[Opening Supplied data section]

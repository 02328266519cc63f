//! Stripe Connect onboarding and payment history flows.

use sea_orm::DatabaseConnection;

use crate::server::{
    data::{payment::PaymentRepository, user::UserRepository},
    error::AppError,
    model::payment::{OnboardingState, PaymentDto, PaymentListQuery},
    query::{FilterBuilder, Paginated, Pagination},
};

use super::stripe::StripeClient;

pub struct PaymentService<'a> {
    db: &'a DatabaseConnection,
    stripe: &'a StripeClient,
    app_url: &'a str,
}

impl<'a> PaymentService<'a> {
    pub fn new(db: &'a DatabaseConnection, stripe: &'a StripeClient, app_url: &'a str) -> Self {
        Self {
            db,
            stripe,
            app_url,
        }
    }

    /// Advances an agent through Stripe Connect onboarding.
    ///
    /// The flow is re-entrant: a first call creates the Express account, and
    /// every call re-reads its verification state from Stripe. While
    /// requirements are outstanding a fresh single-use onboarding link is
    /// minted; once Stripe enables charges the account is marked connected
    /// and no link is returned.
    ///
    /// # Arguments
    /// - `user` - The authenticated agent
    ///
    /// # Returns
    /// - `Ok(OnboardingState)` - Where the agent stands in onboarding
    /// - `Err(AppError)` - Stripe or database failure
    pub async fn onboard(&self, user: &entity::user::Model) -> Result<OnboardingState, AppError> {
        let users = UserRepository::new(self.db);

        let account_id = match &user.stripe_account_id {
            Some(id) => id.clone(),
            None => {
                let account = self.stripe.create_express_account().await?;
                users
                    .set_stripe_account(&user.id, &account.id, false)
                    .await?;
                account.id
            }
        };

        let account = self.stripe.retrieve_account(&account_id).await?;

        if account.charges_enabled && account.details_submitted {
            if !user.is_stripe_connected {
                users.set_stripe_account(&user.id, &account_id, true).await?;
            }
            return Ok(OnboardingState::Verified);
        }

        let onboarding_url = self
            .stripe
            .create_account_link(
                &account_id,
                &format!("{}/agent/onboarding/refresh", self.app_url),
                &format!("{}/agent/onboarding/complete", self.app_url),
            )
            .await?;

        if account.requirements.currently_due.is_empty() {
            Ok(OnboardingState::Pending { onboarding_url })
        } else {
            Ok(OnboardingState::RequirementsDue { onboarding_url })
        }
    }

    /// Gets the caller's own settled payment history.
    ///
    /// # Arguments
    /// - `user_id` - Id of the authenticated user
    /// - `query` - Pagination
    ///
    /// # Returns
    /// - `Ok(Paginated<PaymentDto>)` - Page of the caller's payments
    /// - `Err(AppError)` - The caller has no payment records, or database error
    pub async fn my_transactions(
        &self,
        user_id: &str,
        query: PaymentListQuery,
    ) -> Result<Paginated<PaymentDto>, AppError> {
        let pagination = Pagination::from_query(
            query.page.as_deref(),
            query.limit.as_deref(),
            query.sort_by,
            query.sort_order.as_deref(),
        );

        let (payments, total) = PaymentRepository::new(self.db)
            .get_for_user(user_id, &pagination)
            .await?;

        if total == 0 {
            return Err(AppError::NotFound("No transactions found".to_string()));
        }

        Ok(Paginated::new(
            pagination.meta(total),
            payments.into_iter().map(PaymentDto::from_entity).collect(),
        ))
    }

    /// Gets the filtered, paginated payment listing for the admin dashboard.
    ///
    /// # Arguments
    /// - `query` - Status filter and pagination
    ///
    /// # Returns
    /// - `Ok(Paginated<PaymentDto>)` - Page of payments with the total match count
    /// - `Err(AppError)` - Database error
    pub async fn get_all(&self, query: PaymentListQuery) -> Result<Paginated<PaymentDto>, AppError> {
        let pagination = Pagination::from_query(
            query.page.as_deref(),
            query.limit.as_deref(),
            query.sort_by,
            query.sort_order.as_deref(),
        );

        let condition = FilterBuilder::new()
            .equals(entity::payment::Column::Status, query.status)
            .build();

        let (payments, total) = PaymentRepository::new(self.db)
            .get_all_filtered(condition, &pagination)
            .await?;

        Ok(Paginated::new(
            pagination.meta(total),
            payments.into_iter().map(PaymentDto::from_entity).collect(),
        ))
    }
}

[Closing Supplied data section]

**Your objective:** Where does the string "Gets" appear in the records? Copy every line that holds it.

**Output for this task:**
    /// Gets the caller's own settled payment history.
    /// Gets the filtered, paginated payment listing for the admin dashboard.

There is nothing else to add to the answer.